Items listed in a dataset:
==============================

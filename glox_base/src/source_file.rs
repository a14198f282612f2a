//! Contains the code related to the source code input.

use std::{
    cmp::Ordering,
    fmt::{Debug, Display},
    fs::File,
    iter::Peekable,
    ops::Range,
    path::{Path, PathBuf},
    str::CharIndices,
    sync::Arc,
};

use getset::{CopyGetters, Getters};
use memmap::MmapOptions;
use ouroboros::self_referencing;
use thiserror::Error;

/// Represents an error that occurs when loading/creating a source file.
#[derive(Debug, Error)]
#[allow(missing_docs)]
pub enum Error {
    #[error(transparent)]
    IoError(#[from] std::io::Error),

    #[error(transparent)]
    Utf8Error(#[from] std::str::Utf8Error),
}

/// Represents a unit of source code handed to the scanner: a whole script file or a single
/// line typed at the prompt.
#[derive(Getters)]
pub struct SourceFile {
    content: Content,

    /// Gets the path that the source file is displayed with in diagnostics.
    #[get = "pub"]
    full_path: PathBuf,

    lines: Vec<Range<usize>>,
}

impl Debug for SourceFile {
    fn fmt(&self, f: &mut std::fmt::Formatter<'_>) -> std::fmt::Result {
        f.debug_struct("SourceFile")
            .field("full_path", &self.full_path)
            .field("lines", &self.lines)
            .finish()
    }
}

enum Content {
    Mapped(MappedSource),
    Owned(String),
}

impl Content {
    fn as_str(&self) -> &str {
        match self {
            Self::Mapped(mapped) => mapped.content(),
            Self::Owned(string) => string,
        }
    }
}

#[self_referencing]
struct MappedSource {
    file: File,
    mapped: Option<memmap::Mmap>,

    #[borrows(mapped)]
    mapped_str: &'this str,
}

impl MappedSource {
    fn create(file: File) -> Result<Self, Error> {
        // mapping a zero-length file fails on most platforms
        let mapped = if file.metadata()?.len() == 0 {
            None
        } else {
            Some(unsafe { MmapOptions::new().map(&file)? })
        };

        MappedSourceTryBuilder {
            file,
            mapped,
            mapped_str_builder: |mapped| {
                mapped
                    .as_ref()
                    .map_or(Ok(""), |mapped| std::str::from_utf8(mapped).map_err(Error::from))
            },
        }
        .try_build()
    }

    fn content(&self) -> &str { self.borrow_mapped_str() }
}

impl SourceFile {
    fn new(full_path: PathBuf, content: Content) -> Arc<Self> {
        let lines = get_line_byte_positions(content.as_str());
        Arc::new(Self {
            content,
            full_path,
            lines,
        })
    }

    /// Gets the content of the source file.
    #[must_use]
    pub fn content(&self) -> &str { self.content.as_str() }

    /// Gets the line of the source file at the given line number, including its line
    /// terminator.
    ///
    /// The line number starts at 1.
    #[must_use]
    pub fn get_line(&self, line: usize) -> Option<&str> {
        if line == 0 {
            return None;
        }

        self.lines
            .get(line - 1)
            .map(|range| &self.content()[range.clone()])
    }

    /// Gets the [`Iterator`] for the source file.
    #[must_use]
    pub fn iter<'a>(self: &'a Arc<Self>) -> Iterator<'a> {
        Iterator {
            source_file: self,
            iterator: self.content().char_indices().peekable(),
        }
    }

    /// Gets the number of lines in the source file.
    #[must_use]
    pub fn line_number(&self) -> usize { self.lines.len() }

    /// Loads the source file from an already opened file by mapping it into memory.
    ///
    /// # Errors
    /// - [`Error::IoError`]: Error occurred when mapping the file to memory.
    /// - [`Error::Utf8Error`]: Error occurred when converting the mapped bytes to a string.
    pub fn load(file: File, path: PathBuf) -> Result<Arc<Self>, Error> {
        let source = MappedSource::create(file)?;
        Ok(Self::new(path, Content::Mapped(source)))
    }

    /// Opens and loads the source file at the given path.
    ///
    /// # Errors
    /// - [`Error::IoError`]: Error occurred when opening or mapping the file.
    /// - [`Error::Utf8Error`]: The file is not valid UTF-8.
    pub fn open(path: impl AsRef<Path>) -> Result<Arc<Self>, Error> {
        let path = path.as_ref();
        Self::load(File::open(path)?, path.to_owned())
    }

    /// Creates a source file that lives only in memory, e.g. a line read from the prompt.
    #[must_use]
    pub fn from_string(content: impl Into<String>, path: impl Into<PathBuf>) -> Arc<Self> {
        Self::new(path.into(), Content::Owned(content.into()))
    }

    /// Creates a temporary source file and writes the given displayable object to it.
    ///
    /// # Errors
    /// - [`Error::IoError`]: Error occurred when creating the temporary file, writing to, and
    ///   mapping it to memory.
    /// - [`Error::Utf8Error`]: Error occurred when converting the mapped bytes to a string.
    pub fn temp(display: impl Display) -> Result<Arc<Self>, Error> {
        use std::io::Write;

        let mut tempfile = tempfile::Builder::new()
            .prefix("glox")
            .suffix(".lox")
            .tempfile()?;

        write!(tempfile.as_file_mut(), "{display}")?;
        let path = tempfile.path().to_owned();

        Self::load(tempfile.into_file(), path)
    }

    /// Gets the [`Location`] of the given byte index.
    ///
    /// The index one past the last byte resolves to the end of the last line.
    #[must_use]
    pub fn get_location(&self, byte_index: ByteIndex) -> Option<Location> {
        if !self.content().is_char_boundary(byte_index) {
            return None;
        }

        let line = if byte_index == self.content().len() {
            self.lines.len() - 1
        } else {
            // gets the line number by binary searching the line ranges
            self.lines
                .binary_search_by(|range| {
                    if range.contains(&byte_index) {
                        Ordering::Equal
                    } else if byte_index < range.start {
                        Ordering::Greater
                    } else {
                        Ordering::Less
                    }
                })
                .ok()?
        };

        let line_start = self.lines[line].start;

        // columns count utf-8 characters and start at 1
        let column = self.content()[line_start..byte_index].chars().count() + 1;

        Some(Location {
            line: line + 1,
            column,
        })
    }
}

/// Is an unsigned integer that represents a byte index in the source code.
pub type ByteIndex = usize;

/// Represents a range of characters in a source file.
#[derive(Clone, Getters, CopyGetters)]
pub struct Span {
    /// Gets the start byte index of the span.
    #[get_copy = "pub"]
    start: ByteIndex,

    /// Gets the end byte index of the span (exclusive).
    #[get_copy = "pub"]
    end: ByteIndex,

    /// Gets the source file that the span is located in.
    #[get = "pub"]
    source_file: Arc<SourceFile>,
}

impl Debug for Span {
    fn fmt(&self, f: &mut std::fmt::Formatter<'_>) -> std::fmt::Result {
        f.debug_struct("Span")
            .field("start", &self.start)
            .field("end", &self.end)
            .field("content", &self.str())
            .finish()
    }
}

impl PartialEq for Span {
    fn eq(&self, other: &Self) -> bool {
        Arc::ptr_eq(&self.source_file, &other.source_file)
            && self.start == other.start
            && self.end == other.end
    }
}

impl Eq for Span {}

/// Is a struct pointing to a particular location in a source file.
#[derive(Debug, Clone, Copy, PartialEq, Eq, PartialOrd, Ord, Hash, Default)]
pub struct Location {
    /// The line number of the location (starts at 1).
    pub line: usize,

    /// The column number of the location (starts at 1).
    pub column: usize,
}

impl Display for Location {
    fn fmt(&self, f: &mut std::fmt::Formatter<'_>) -> std::fmt::Result {
        write!(f, "{}:{}", self.line, self.column)
    }
}

impl Span {
    /// Creates a span from the given start and end byte indices in the source file.
    ///
    /// Returns [`None`] if the range is reversed, out of bounds, or does not lie on character
    /// boundaries.
    #[must_use]
    pub fn new(source_file: Arc<SourceFile>, start: ByteIndex, end: ByteIndex) -> Option<Self> {
        let content = source_file.content();

        if start > end || !content.is_char_boundary(start) || !content.is_char_boundary(end) {
            return None;
        }

        Some(Self {
            start,
            end,
            source_file,
        })
    }

    /// Gets the string slice of the source code that the span represents.
    #[must_use]
    pub fn str(&self) -> &str { &self.source_file.content()[self.start..self.end] }

    /// Gets the starting [`Location`] of the span.
    #[must_use]
    pub fn start_location(&self) -> Location {
        self.source_file
            .get_location(self.start)
            .unwrap_or_default()
    }
}

/// Represents an element that is located within a source file.
pub trait SourceElement {
    /// Gets the span location of the element.
    fn span(&self) -> Span;
}

/// Is an iterator iterating over the characters in a source file that can look ahead by up to
/// two characters.
#[derive(Debug, Clone, CopyGetters)]
pub struct Iterator<'a> {
    /// Gets the source file that the iterator is iterating over.
    #[get_copy = "pub"]
    source_file: &'a Arc<SourceFile>,
    iterator: Peekable<CharIndices<'a>>,
}

impl<'a> Iterator<'a> {
    /// Peeks at the next character in the source file.
    pub fn peek(&mut self) -> Option<(ByteIndex, char)> { self.iterator.peek().copied() }

    /// Peeks at the character after the next one without consuming anything.
    #[must_use]
    pub fn peek_second(&self) -> Option<(ByteIndex, char)> {
        let mut lookahead = self.iterator.clone();
        lookahead.next();
        lookahead.next()
    }

    /// Consumes the next character only if it equals `expected`.
    pub fn next_if_eq(&mut self, expected: char) -> bool {
        self.iterator
            .next_if(|(_, character)| *character == expected)
            .is_some()
    }

    /// Gets the byte index of the next character, or the length of the source when the
    /// iterator is exhausted.
    pub fn offset(&mut self) -> ByteIndex {
        let end = self.source_file.content().len();
        self.iterator.peek().map_or(end, |(index, _)| *index)
    }

    /// Creates a span from the given start index up to the current position of the iterator.
    ///
    /// `start` must be an index previously yielded by this iterator.
    pub fn span_from(&mut self, start: ByteIndex) -> Span {
        Span {
            start,
            end: self.offset(),
            source_file: self.source_file.clone(),
        }
    }
}

impl<'a> std::iter::Iterator for Iterator<'a> {
    type Item = (ByteIndex, char);

    fn next(&mut self) -> Option<Self::Item> { self.iterator.next() }
}

fn get_line_byte_positions(text: &str) -> Vec<Range<usize>> {
    let mut current_position = 0;
    let mut results = Vec::new();

    // a lone `\r` does not end a line, `\r\n` ends at its `\n`
    for (byte, _) in text.match_indices('\n') {
        #[allow(clippy::range_plus_one)]
        results.push(current_position..byte + 1);

        current_position = byte + 1;
    }

    results.push(current_position..text.len());

    results
}

#[cfg(test)]
mod tests;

==============================

◆ **WHAT YOU NEED TO DO**: Find the word "characters" in the records and pull out each line that has it.

◆ **WRITTEN RESPONSE**:
        // columns count utf-8 characters and start at 1
/// Represents a range of characters in a source file.
/// Is an iterator iterating over the characters in a source file that can look ahead by up to
/// two characters.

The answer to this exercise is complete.